I’ve spent countless hours the last few months telling anyone willing to listen (and more than a few that weren’t) about the need to professionalize the sport of track and field and its athletes. At first glance, the question of what makes an athlete a professional is easy: it’s someone who gets paid for competing in his sport. But like any worker, athletes don’t get paid for the act of doing their work- they get paid because they add or create value for their employer. Athletes do this by being the best at their sport – making the plays, winning the games and titles – which creates value for the team owners by driving fans to the stadiums, to the games on TV and to the store to buy the jerseys and shoes. They also create value for their sponsor by competing under their sponsors’ logos, representing those brands off the field, and giving customers a way of identifying with the company through the athlete.
Creating and trading value is the sole basis for business, including sport. Yet for the life of me, when I look at the majority of track and field athletes sponsored by a shoe company, I can’t figure out what the company gets out of it. How does Nike benefit by conferring a minimal salary on track and field athletes across the country, other than denying these athletes to their (Nike’s) competitors? Do they really sell that many more shoes because athletes that are unseen and mostly anonymous to all but the few die-hard track fans (who probably aren’t even Nike’s advertising target market, anyway) are wearing the swoosh? I find it hard to believe that Nike – or any multinational shoe company, but especially Nike, those vilified money-grubbing fat cats – doesn’t have a precisely calculated WIFM (what’s in it for me) factor. But really, what is in it for them?
The apparent lack of ROI for a shoe company sponsoring a track and field athlete makes these contracts look more like a grant than a business deal. I sometimes wonder if Nike would have a better bottom line by converting their track and field sponsorship deals to a non-profit structure – at least then they would get the tax write-off.

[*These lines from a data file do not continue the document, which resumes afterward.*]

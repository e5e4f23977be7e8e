//! Capture pipeline configuration and validation.

use crate::audio::AudioFormat;
use crate::error::{CaptureError, Result};
use serde::{Deserialize, Serialize};
use std::time::Duration;

/// Frames per driver callback block.
pub const DEFAULT_CHUNK_FRAMES: usize = 1024;
/// Seconds of audio the circular buffer retains.
pub const DEFAULT_MAX_BUFFER_SECONDS: f64 = 60.0;
/// How long `stop()` waits for the driver to confirm the stream stopped.
pub const DEFAULT_STOP_TIMEOUT_MS: u64 = 1_000;
/// Minimum spacing between volume notifications.
pub const DEFAULT_VOLUME_INTERVAL_MS: u64 = 100;
/// Block channel capacity between the driver callback and the capture worker.
pub const DEFAULT_CHANNEL_CAPACITY: usize = 64;

/// Tunable parameters for one capture session.
///
/// The defaults mirror what speech recognition backends expect: 16 kHz mono
/// 16-bit PCM in 1024-frame chunks, with up to a minute of audio buffered.
#[derive(Debug, Clone, Serialize, Deserialize)]
pub struct CaptureConfig {
    pub format: AudioFormat,
    pub chunk_frames: usize,
    pub max_buffer_seconds: f64,
    pub stop_timeout_ms: u64,
    pub volume_interval_ms: u64,
    pub channel_capacity: usize,
}

impl Default for CaptureConfig {
    fn default() -> Self {
        Self {
            format: AudioFormat::default(),
            chunk_frames: DEFAULT_CHUNK_FRAMES,
            max_buffer_seconds: DEFAULT_MAX_BUFFER_SECONDS,
            stop_timeout_ms: DEFAULT_STOP_TIMEOUT_MS,
            volume_interval_ms: DEFAULT_VOLUME_INTERVAL_MS,
            channel_capacity: DEFAULT_CHANNEL_CAPACITY,
        }
    }
}

impl CaptureConfig {
    pub fn validate(&self) -> Result<()> {
        self.format.validate()?;
        if self.chunk_frames == 0 {
            return Err(CaptureError::InvalidConfig {
                message: "chunk_frames must be positive".to_string(),
            });
        }
        if !self.max_buffer_seconds.is_finite() || self.max_buffer_seconds <= 0.0 {
            return Err(CaptureError::InvalidConfig {
                message: format!(
                    "max_buffer_seconds must be positive, got {}",
                    self.max_buffer_seconds
                ),
            });
        }
        if self.stop_timeout_ms == 0 {
            return Err(CaptureError::InvalidConfig {
                message: "stop_timeout_ms must be positive".to_string(),
            });
        }
        if self.channel_capacity == 0 {
            return Err(CaptureError::InvalidConfig {
                message: "channel_capacity must be positive".to_string(),
            });
        }
        Ok(())
    }

    pub fn stop_timeout(&self) -> Duration {
        Duration::from_millis(self.stop_timeout_ms)
    }

    pub fn volume_interval(&self) -> Duration {
        Duration::from_millis(self.volume_interval_ms)
    }
}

Grants make up another small but crucial revenue stream for track and field athletes. From small community groups up to the US Olympic Committee, a range of foundations support athletes in non-revenue sports. As with any grant, the grantor expects minimal return, at least in any tangible sense. For a non-profit, the opportunity to say “We supported Joe Athlete’s Olympic dreams” may be worth the outflow. Since the athlete’s performance has little to no impact on the grantor’s bottom line – indeed, the bottom line was scarcely a factor in the decision – the grantor has little reason to develop a long-term relationship with any particular athlete. Most, in fact, are designed to be one-and-done grants to help propel an athlete to the level where they can garner a true sponsorship deal. The practical reality, though, is that the grant is a short-term solution to a long-term problem.
I get so wrapped up on the issue of value creation in sport because understanding this is the only way we can hope to make track and field both professional and sustainable. When an athlete creates value for their sponsor, it becomes the sponsor’s self-interest to expand and deepen their relationship with that athlete. From the athlete’s side, the more value they can create both on and off the track, the better their relationship with their sponsor will withstand the natural ups and downs of a career. When sponsors and agents see the athletes as nothing more than billboards for a logo, they are neglecting opportunities to aggressively market their brand to participants of a sport that are more than willing to pay up. Even the non-profits that make grants to athletes can approach the matter with a strategic, revenue-generating perspective, as we are starting to see in other sports (most notably soccer, where Livestrong has naming rights to Sporting FC’s stadium, and Qatar Foundation is the presenting sponsor of FC Barcelona). Rather than athletes living grant-to-grant and foundations dispensing money athlete-to-athlete, both parties could maximize the long-term value of the relationship by each determining their WIFM. Whether it’s an athlete-sponsor or athlete-foundation partnership, the two parties will benefit over the course of a long-term contract that is based not just on performance but on a range of ways in which the athlete can promote the brand.
Right now, in the world of professional track and field, we are all losers – at least from a business and financial perspective. Sponsors and agents are failing to exploit the marketability and value creation potential of track and field athletes and the sport of track and field. Athletes receive contracts that are solely performance-based and built on range-of-the-moment assessments and expectations, and therefore are equally shortsighted in their financial structure – yet they feel lucky to get them. Further downstream, sports entertainment consumers see a product that is incomplete, under-developed, and as a result, less than satisfying.
Those of us closest to the athletes – coaches, agents, club managers and race directors – as well as the athletes themselves have to make it blatantly obvious to the sponsors that their adherence to the current model is costing them revenue. This is our responsibility for the future, just as it has been our shortcoming in the past that we did not present our athletes as the value creators that they are. Until track and field learns to speak the language of business, we can’t expect to move off of Amateur Island and into the realm of professional sports.